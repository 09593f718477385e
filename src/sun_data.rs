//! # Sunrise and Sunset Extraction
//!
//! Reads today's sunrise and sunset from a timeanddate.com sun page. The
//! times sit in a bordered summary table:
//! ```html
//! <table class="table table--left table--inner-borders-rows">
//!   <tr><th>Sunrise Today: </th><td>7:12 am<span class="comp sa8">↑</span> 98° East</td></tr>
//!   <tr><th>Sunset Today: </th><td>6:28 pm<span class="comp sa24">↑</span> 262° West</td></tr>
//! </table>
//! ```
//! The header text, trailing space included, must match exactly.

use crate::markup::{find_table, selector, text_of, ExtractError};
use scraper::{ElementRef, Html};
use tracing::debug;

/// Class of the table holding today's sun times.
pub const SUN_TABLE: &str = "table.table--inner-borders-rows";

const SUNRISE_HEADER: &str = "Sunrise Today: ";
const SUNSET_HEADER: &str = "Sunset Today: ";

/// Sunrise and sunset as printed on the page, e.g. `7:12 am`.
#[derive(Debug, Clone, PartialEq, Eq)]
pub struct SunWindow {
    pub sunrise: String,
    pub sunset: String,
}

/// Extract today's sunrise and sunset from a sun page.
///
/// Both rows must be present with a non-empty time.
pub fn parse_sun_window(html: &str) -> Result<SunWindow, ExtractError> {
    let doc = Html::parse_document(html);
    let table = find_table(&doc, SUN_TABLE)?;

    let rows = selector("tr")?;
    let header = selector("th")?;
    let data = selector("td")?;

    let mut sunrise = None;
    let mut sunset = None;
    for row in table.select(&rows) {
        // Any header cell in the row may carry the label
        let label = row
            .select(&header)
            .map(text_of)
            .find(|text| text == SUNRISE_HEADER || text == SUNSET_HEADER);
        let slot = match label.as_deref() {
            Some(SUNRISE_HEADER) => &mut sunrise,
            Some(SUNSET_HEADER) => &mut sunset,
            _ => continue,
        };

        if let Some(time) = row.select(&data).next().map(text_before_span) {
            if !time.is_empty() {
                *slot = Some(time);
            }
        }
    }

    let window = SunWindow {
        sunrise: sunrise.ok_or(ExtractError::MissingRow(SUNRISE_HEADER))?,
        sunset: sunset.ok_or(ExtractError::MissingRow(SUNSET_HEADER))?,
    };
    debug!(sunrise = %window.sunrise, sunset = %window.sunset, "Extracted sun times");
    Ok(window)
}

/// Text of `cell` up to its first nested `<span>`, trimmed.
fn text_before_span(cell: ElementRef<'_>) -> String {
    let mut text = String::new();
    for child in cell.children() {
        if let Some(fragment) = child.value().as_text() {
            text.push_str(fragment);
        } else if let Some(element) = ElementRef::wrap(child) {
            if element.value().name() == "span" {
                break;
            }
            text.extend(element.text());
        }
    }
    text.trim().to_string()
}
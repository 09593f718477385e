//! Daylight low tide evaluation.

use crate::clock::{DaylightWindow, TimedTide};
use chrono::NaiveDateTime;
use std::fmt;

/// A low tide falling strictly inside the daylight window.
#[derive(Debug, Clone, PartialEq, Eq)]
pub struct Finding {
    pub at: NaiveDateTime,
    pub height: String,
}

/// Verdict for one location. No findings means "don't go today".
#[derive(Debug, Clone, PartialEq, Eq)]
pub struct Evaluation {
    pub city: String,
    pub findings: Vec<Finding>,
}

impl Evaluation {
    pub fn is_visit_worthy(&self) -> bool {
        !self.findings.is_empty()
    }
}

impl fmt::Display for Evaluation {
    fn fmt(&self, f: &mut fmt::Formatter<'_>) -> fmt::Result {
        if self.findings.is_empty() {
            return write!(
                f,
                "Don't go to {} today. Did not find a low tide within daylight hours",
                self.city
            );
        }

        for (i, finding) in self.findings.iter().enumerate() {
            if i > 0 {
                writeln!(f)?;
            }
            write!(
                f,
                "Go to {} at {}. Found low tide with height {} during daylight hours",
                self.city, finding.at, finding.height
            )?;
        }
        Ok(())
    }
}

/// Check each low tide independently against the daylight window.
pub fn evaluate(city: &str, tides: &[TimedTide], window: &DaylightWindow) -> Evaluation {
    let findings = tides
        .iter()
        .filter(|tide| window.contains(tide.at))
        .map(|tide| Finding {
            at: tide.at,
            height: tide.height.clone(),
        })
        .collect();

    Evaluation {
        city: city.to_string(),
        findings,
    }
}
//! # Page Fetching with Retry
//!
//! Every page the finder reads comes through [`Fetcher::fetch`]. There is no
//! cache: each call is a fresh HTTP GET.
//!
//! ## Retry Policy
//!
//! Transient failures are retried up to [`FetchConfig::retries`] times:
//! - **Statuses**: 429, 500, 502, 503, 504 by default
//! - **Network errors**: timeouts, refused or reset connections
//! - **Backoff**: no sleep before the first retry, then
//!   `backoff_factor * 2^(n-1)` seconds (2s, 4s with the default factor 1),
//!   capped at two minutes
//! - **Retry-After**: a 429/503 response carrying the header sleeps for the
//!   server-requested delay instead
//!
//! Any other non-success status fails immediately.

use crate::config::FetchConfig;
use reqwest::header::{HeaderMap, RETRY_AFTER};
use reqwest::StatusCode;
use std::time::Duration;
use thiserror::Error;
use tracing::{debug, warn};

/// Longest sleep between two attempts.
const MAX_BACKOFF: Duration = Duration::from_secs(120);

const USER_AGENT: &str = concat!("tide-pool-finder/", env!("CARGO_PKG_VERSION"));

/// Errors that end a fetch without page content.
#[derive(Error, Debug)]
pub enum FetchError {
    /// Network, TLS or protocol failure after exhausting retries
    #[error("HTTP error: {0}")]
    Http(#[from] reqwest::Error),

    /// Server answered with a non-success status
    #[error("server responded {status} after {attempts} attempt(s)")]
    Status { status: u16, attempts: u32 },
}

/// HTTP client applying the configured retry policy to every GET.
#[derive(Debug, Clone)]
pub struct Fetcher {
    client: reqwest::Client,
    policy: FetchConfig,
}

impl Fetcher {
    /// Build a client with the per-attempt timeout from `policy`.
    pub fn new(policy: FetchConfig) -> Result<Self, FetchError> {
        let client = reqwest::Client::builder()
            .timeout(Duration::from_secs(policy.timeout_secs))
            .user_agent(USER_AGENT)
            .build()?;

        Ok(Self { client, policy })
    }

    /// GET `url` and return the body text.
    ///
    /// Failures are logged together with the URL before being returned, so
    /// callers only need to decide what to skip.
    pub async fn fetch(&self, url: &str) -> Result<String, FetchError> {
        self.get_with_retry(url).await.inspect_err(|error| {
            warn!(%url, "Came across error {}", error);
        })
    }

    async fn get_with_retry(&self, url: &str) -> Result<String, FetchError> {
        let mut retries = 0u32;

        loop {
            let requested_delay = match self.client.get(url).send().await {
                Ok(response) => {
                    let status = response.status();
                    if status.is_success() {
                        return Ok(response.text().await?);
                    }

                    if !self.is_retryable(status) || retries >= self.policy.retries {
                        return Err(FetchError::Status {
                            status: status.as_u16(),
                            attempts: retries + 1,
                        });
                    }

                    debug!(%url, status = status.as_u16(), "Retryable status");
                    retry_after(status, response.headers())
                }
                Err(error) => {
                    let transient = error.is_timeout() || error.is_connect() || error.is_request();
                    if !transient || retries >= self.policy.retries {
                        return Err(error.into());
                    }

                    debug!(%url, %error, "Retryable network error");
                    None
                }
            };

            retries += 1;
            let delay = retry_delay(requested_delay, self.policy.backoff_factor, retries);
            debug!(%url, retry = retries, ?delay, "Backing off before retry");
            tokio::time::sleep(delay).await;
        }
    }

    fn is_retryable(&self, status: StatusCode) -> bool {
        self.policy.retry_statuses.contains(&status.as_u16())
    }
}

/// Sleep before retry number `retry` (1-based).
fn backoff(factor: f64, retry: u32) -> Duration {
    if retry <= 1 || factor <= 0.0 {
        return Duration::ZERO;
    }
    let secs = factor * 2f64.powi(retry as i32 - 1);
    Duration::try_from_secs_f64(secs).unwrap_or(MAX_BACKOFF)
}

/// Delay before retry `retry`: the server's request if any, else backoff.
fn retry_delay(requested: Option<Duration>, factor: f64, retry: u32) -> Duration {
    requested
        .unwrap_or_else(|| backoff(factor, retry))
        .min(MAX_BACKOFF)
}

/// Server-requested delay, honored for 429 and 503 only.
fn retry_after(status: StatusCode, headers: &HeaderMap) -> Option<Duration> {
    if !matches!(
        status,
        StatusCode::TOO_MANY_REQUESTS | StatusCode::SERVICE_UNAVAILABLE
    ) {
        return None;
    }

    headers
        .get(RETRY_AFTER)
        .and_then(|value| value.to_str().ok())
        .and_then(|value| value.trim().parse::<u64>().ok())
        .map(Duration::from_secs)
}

* _What is being asked_
Copy out every line of the records that the string "Result" appears in.

* _Solution for this task_
pub fn parse_sun_window(html: &str) -> Result<SunWindow, ExtractError> {
    fn fmt(&self, f: &mut fmt::Formatter<'_>) -> fmt::Result {
    pub fn new(policy: FetchConfig) -> Result<Self, FetchError> {
    pub async fn fetch(&self, url: &str) -> Result<String, FetchError> {
    async fn get_with_retry(&self, url: &str) -> Result<String, FetchError> {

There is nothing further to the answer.